Please return the material exactly; leave no entry out.

── Dataset content

//! AWS Bedrock adapter (Anthropic models)
//!
//! Invokes Anthropic models through the Bedrock runtime using the
//! messages body shape. Authentication sends the configured secret as a
//! Bearer token; real SigV4 signing is a deployment prerequisite, not
//! emulated here.

use std::sync::Arc;
use std::time::{Duration, Instant};

use serde::{Deserialize, Serialize};

use crate::config::Settings;
use crate::gateway::context::RequestContext;
use crate::gateway::error::{GatewayError, GatewayResult};
use crate::gateway::types::QueryResult;
use crate::providers::{
    self, Capabilities, ModelType, ProviderClient, DEFAULT_TEMPERATURE, LARGE_MAX_OUTPUT_TOKENS,
};

const ALLOWED_VERSIONS: &[&str] = &[
    "anthropic.claude-3-sonnet-20240229-v1:0",
    "anthropic.claude-3-haiku-20240307-v1:0",
    "anthropic.claude-3-opus-20240229-v1:0",
];
const DEFAULT_VERSION: &str = "anthropic.claude-3-sonnet-20240229-v1:0";
const BEDROCK_ANTHROPIC_VERSION: &str = "bedrock-2023-05-31";

#[derive(Clone)]
pub struct BedrockClient {
    settings: Arc<Settings>,
    key: Option<String>,
}

#[derive(Serialize)]
struct InvokeRequest<'a> {
    anthropic_version: &'a str,
    max_tokens: u32,
    temperature: f64,
    messages: Vec<Message<'a>>,
}

#[derive(Serialize)]
struct Message<'a> {
    role: &'a str,
    content: &'a str,
}

#[derive(Deserialize)]
struct InvokeResponse {
    content: Vec<ContentBlock>,
    usage: Option<Usage>,
}

#[derive(Deserialize)]
struct ContentBlock {
    text: Option<String>,
}

#[derive(Deserialize)]
struct Usage {
    input_tokens: Option<i64>,
    output_tokens: Option<i64>,
}

impl BedrockClient {
    pub fn new(settings: Arc<Settings>, key: Option<String>) -> Self {
        Self { settings, key }
    }

    fn invoke_url(&self, version: &str) -> String {
        format!(
            "{}/model/{}/invoke",
            self.settings.bedrock_base_url.trim_end_matches('/'),
            version
        )
    }

    fn catalog_url(&self) -> String {
        format!(
            "{}/foundation-models",
            self.settings.bedrock_control_base_url.trim_end_matches('/')
        )
    }
}

impl ProviderClient for BedrockClient {
    fn model_type(&self) -> ModelType {
        ModelType::Bedrock
    }

    fn capabilities(&self) -> Capabilities {
        Capabilities {
            supports_streaming: false,
            supports_json_schema: false,
            max_tokens: LARGE_MAX_OUTPUT_TOKENS,
            supported_regions: &["us-east-1", "us-west-2", "eu-central-1", "ap-southeast-1"],
        }
    }

    fn default_version(&self) -> &'static str {
        DEFAULT_VERSION
    }

    fn allowed_versions(&self) -> &'static [&'static str] {
        ALLOWED_VERSIONS
    }

    async fn query(
        &self,
        ctx: &RequestContext,
        prompt: &str,
        version: &str,
    ) -> GatewayResult<QueryResult> {
        let start = Instant::now();
        let Some(key) = self.key.as_deref() else {
            return Err(GatewayError::ApiKeyMissing(ModelType::Bedrock));
        };
        if providers::is_test_key(&self.settings, key) {
            return Ok(
                providers::test_key_result(ModelType::Bedrock, prompt, version, start).await,
            );
        }
        // Both halves of the AWS credential pair must be present
        if self.settings.aws_access_key_id.is_none() {
            return Err(GatewayError::ApiKeyMissing(ModelType::Bedrock));
        }

        let body = InvokeRequest {
            anthropic_version: BEDROCK_ANTHROPIC_VERSION,
            max_tokens: LARGE_MAX_OUTPUT_TOKENS,
            temperature: DEFAULT_TEMPERATURE,
            messages: vec![Message {
                role: "user",
                content: prompt,
            }],
        };

        let send = providers::shared_client()
            .post(self.invoke_url(version))
            .bearer_auth(key)
            .json(&body)
            .timeout(Duration::from_secs(self.settings.http_timeout_secs))
            .send();
        let response = tokio::select! {
            _ = ctx.cancelled() => return Err(ctx.cancellation_error()),
            r = send => r.map_err(|e| providers::map_transport(ModelType::Bedrock, &e))?,
        };

        let status = response.status().as_u16();
        let text = tokio::select! {
            _ = ctx.cancelled() => return Err(ctx.cancellation_error()),
            t = response.text() => t.map_err(|e| providers::map_transport(ModelType::Bedrock, &e))?,
        };

        if !(200..300).contains(&status) {
            return Err(providers::map_status(ModelType::Bedrock, status, &text));
        }

        let parsed: InvokeResponse =
            serde_json::from_str(&text).map_err(|e| GatewayError::InvalidResponse {
                provider: ModelType::Bedrock,
                detail: format!("bedrock response failed to decode: {}", e),
            })?;

        let content = parsed
            .content
            .iter()
            .filter_map(|block| block.text.as_deref())
            .collect::<Vec<_>>()
            .join("");
        if content.is_empty() {
            return Err(GatewayError::EmptyResponse {
                provider: ModelType::Bedrock,
                detail: "bedrock returned no candidate text".to_string(),
            });
        }

        let (input_tokens, output_tokens, total_tokens) = providers::reconcile_tokens(
            prompt,
            &content,
            parsed.usage.as_ref().and_then(|u| u.input_tokens),
            parsed.usage.as_ref().and_then(|u| u.output_tokens),
        );

        Ok(QueryResult {
            response: content,
            response_time_ms: start.elapsed().as_millis() as u64,
            status_code: status,
            input_tokens,
            output_tokens,
            total_tokens,
            num_retries: 0,
            error: None,
        })
    }

    async fn check_availability(&self) -> bool {
        let Some(key) = self.key.as_deref() else {
            return false;
        };
        if providers::is_test_key(&self.settings, key) {
            return true;
        }
        if self.settings.aws_access_key_id.is_none() {
            return false;
        }
        match providers::probe_client()
            .get(self.catalog_url())
            .bearer_auth(key)
            .send()
            .await
        {
            Ok(response) => response.status().is_success(),
            Err(_) => false,
        }
    }
}

#[cfg(test)]
mod tests {
    use super::*;

    #[tokio::test]
    async fn missing_key_refuses_without_network() {
        let client = BedrockClient::new(Arc::new(Settings::default()), None);
        let ctx = RequestContext::new(None, None, None);
        let err = client.query(&ctx, "hi", DEFAULT_VERSION).await.unwrap_err();
        assert!(matches!(
            err,
            GatewayError::ApiKeyMissing(ModelType::Bedrock)
        ));
    }

    #[test]
    fn invoke_url_embeds_model_id() {
        let client = BedrockClient::new(Arc::new(Settings::default()), Some("k".into()));
        let url = client.invoke_url(DEFAULT_VERSION);
        assert!(url.ends_with(&format!("/model/{}/invoke", DEFAULT_VERSION)));
    }

    #[test]
    fn messages_body_decodes() {
        let parsed: InvokeResponse = serde_json::from_str(
            r#"{"content":[{"type":"text","text":"pong"}],
                "usage":{"input_tokens":4,"output_tokens":1}}"#,
        )
        .unwrap();
        assert_eq!(parsed.content[0].text.as_deref(), Some("pong"));
        assert_eq!(parsed.usage.unwrap().output_tokens, Some(1));
    }
}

────

Exercise response ::
//! AWS Bedrock adapter (Anthropic models)
//!
//! Invokes Anthropic models through the Bedrock runtime using the
//! messages body shape. Authentication sends the configured secret as a
//! Bearer token; real SigV4 signing is a deployment prerequisite, not
//! emulated here.

use std::sync::Arc;
use std::time::{Duration, Instant};

use serde::{Deserialize, Serialize};

use crate::config::Settings;
use crate::gateway::context::RequestContext;
use crate::gateway::error::{GatewayError, GatewayResult};
use crate::gateway::types::QueryResult;
use crate::providers::{
    self, Capabilities, ModelType, ProviderClient, DEFAULT_TEMPERATURE, LARGE_MAX_OUTPUT_TOKENS,
};

const ALLOWED_VERSIONS: &[&str] = &[
    "anthropic.claude-3-sonnet-20240229-v1:0",
    "anthropic.claude-3-haiku-20240307-v1:0",
    "anthropic.claude-3-opus-20240229-v1:0",
];
const DEFAULT_VERSION: &str = "anthropic.claude-3-sonnet-20240229-v1:0";
const BEDROCK_ANTHROPIC_VERSION: &str = "bedrock-2023-05-31";

#[derive(Clone)]
pub struct BedrockClient {
    settings: Arc<Settings>,
    key: Option<String>,
}

#[derive(Serialize)]
struct InvokeRequest<'a> {
    anthropic_version: &'a str,
    max_tokens: u32,
    temperature: f64,
    messages: Vec<Message<'a>>,
}

#[derive(Serialize)]
struct Message<'a> {
    role: &'a str,
    content: &'a str,
}

#[derive(Deserialize)]
struct InvokeResponse {
    content: Vec<ContentBlock>,
    usage: Option<Usage>,
}

#[derive(Deserialize)]
struct ContentBlock {
    text: Option<String>,
}

#[derive(Deserialize)]
struct Usage {
    input_tokens: Option<i64>,
    output_tokens: Option<i64>,
}

impl BedrockClient {
    pub fn new(settings: Arc<Settings>, key: Option<String>) -> Self {
        Self { settings, key }
    }

    fn invoke_url(&self, version: &str) -> String {
        format!(
            "{}/model/{}/invoke",
            self.settings.bedrock_base_url.trim_end_matches('/'),
            version
        )
    }

    fn catalog_url(&self) -> String {
        format!(
            "{}/foundation-models",
            self.settings.bedrock_control_base_url.trim_end_matches('/')
        )
    }
}

impl ProviderClient for BedrockClient {
    fn model_type(&self) -> ModelType {
        ModelType::Bedrock
    }

    fn capabilities(&self) -> Capabilities {
        Capabilities {
            supports_streaming: false,
            supports_json_schema: false,
            max_tokens: LARGE_MAX_OUTPUT_TOKENS,
            supported_regions: &["us-east-1", "us-west-2", "eu-central-1", "ap-southeast-1"],
        }
    }

    fn default_version(&self) -> &'static str {
        DEFAULT_VERSION
    }

    fn allowed_versions(&self) -> &'static [&'static str] {
        ALLOWED_VERSIONS
    }

    async fn query(
        &self,
        ctx: &RequestContext,
        prompt: &str,
        version: &str,
    ) -> GatewayResult<QueryResult> {
        let start = Instant::now();
        let Some(key) = self.key.as_deref() else {
            return Err(GatewayError::ApiKeyMissing(ModelType::Bedrock));
        };
        if providers::is_test_key(&self.settings, key) {
            return Ok(
                providers::test_key_result(ModelType::Bedrock, prompt, version, start).await,
            );
        }
        // Both halves of the AWS credential pair must be present
        if self.settings.aws_access_key_id.is_none() {
            return Err(GatewayError::ApiKeyMissing(ModelType::Bedrock));
        }

        let body = InvokeRequest {
            anthropic_version: BEDROCK_ANTHROPIC_VERSION,
            max_tokens: LARGE_MAX_OUTPUT_TOKENS,
            temperature: DEFAULT_TEMPERATURE,
            messages: vec![Message {
                role: "user",
                content: prompt,
            }],
        };

        let send = providers::shared_client()
            .post(self.invoke_url(version))
            .bearer_auth(key)
            .json(&body)
            .timeout(Duration::from_secs(self.settings.http_timeout_secs))
            .send();
        let response = tokio::select! {
            _ = ctx.cancelled() => return Err(ctx.cancellation_error()),
            r = send => r.map_err(|e| providers::map_transport(ModelType::Bedrock, &e))?,
        };

        let status = response.status().as_u16();
        let text = tokio::select! {
            _ = ctx.cancelled() => return Err(ctx.cancellation_error()),
            t = response.text() => t.map_err(|e| providers::map_transport(ModelType::Bedrock, &e))?,
        };

        if !(200..300).contains(&status) {
            return Err(providers::map_status(ModelType::Bedrock, status, &text));
        }

        let parsed: InvokeResponse =
            serde_json::from_str(&text).map_err(|e| GatewayError::InvalidResponse {
                provider: ModelType::Bedrock,
                detail: format!("bedrock response failed to decode: {}", e),
            })?;

        let content = parsed
            .content
            .iter()
            .filter_map(|block| block.text.as_deref())
            .collect::<Vec<_>>()
            .join("");
        if content.is_empty() {
            return Err(GatewayError::EmptyResponse {
                provider: ModelType::Bedrock,
                detail: "bedrock returned no candidate text".to_string(),
            });
        }

        let (input_tokens, output_tokens, total_tokens) = providers::reconcile_tokens(
            prompt,
            &content,
            parsed.usage.as_ref().and_then(|u| u.input_tokens),
            parsed.usage.as_ref().and_then(|u| u.output_tokens),
        );

        Ok(QueryResult {
            response: content,
            response_time_ms: start.elapsed().as_millis() as u64,
            status_code: status,
            input_tokens,
            output_tokens,
            total_tokens,
            num_retries: 0,
            error: None,
        })
    }

    async fn check_availability(&self) -> bool {
        let Some(key) = self.key.as_deref() else {
            return false;
        };
        if providers::is_test_key(&self.settings, key) {
            return true;
        }
        if self.settings.aws_access_key_id.is_none() {
            return false;
        }
        match providers::probe_client()
            .get(self.catalog_url())
            .bearer_auth(key)
            .send()
            .await
        {
            Ok(response) => response.status().is_success(),
            Err(_) => false,
        }
    }
}

#[cfg(test)]
mod tests {
    use super::*;

    #[tokio::test]
    async fn missing_key_refuses_without_network() {
        let client = BedrockClient::new(Arc::new(Settings::default()), None);
        let ctx = RequestContext::new(None, None, None);
        let err = client.query(&ctx, "hi", DEFAULT_VERSION).await.unwrap_err();
        assert!(matches!(
            err,
            GatewayError::ApiKeyMissing(ModelType::Bedrock)
        ));
    }

    #[test]
    fn invoke_url_embeds_model_id() {
        let client = BedrockClient::new(Arc::new(Settings::default()), Some("k".into()));
        let url = client.invoke_url(DEFAULT_VERSION);
        assert!(url.ends_with(&format!("/model/{}/invoke", DEFAULT_VERSION)));
    }

    #[test]
    fn messages_body_decodes() {
        let parsed: InvokeResponse = serde_json::from_str(
            r#"{"content":[{"type":"text","text":"pong"}],
                "usage":{"input_tokens":4,"output_tokens":1}}"#,
        )
        .unwrap();
        assert_eq!(parsed.content[0].text.as_deref(), Some("pong"));
        assert_eq!(parsed.usage.unwrap().output_tokens, Some(1));
    }
}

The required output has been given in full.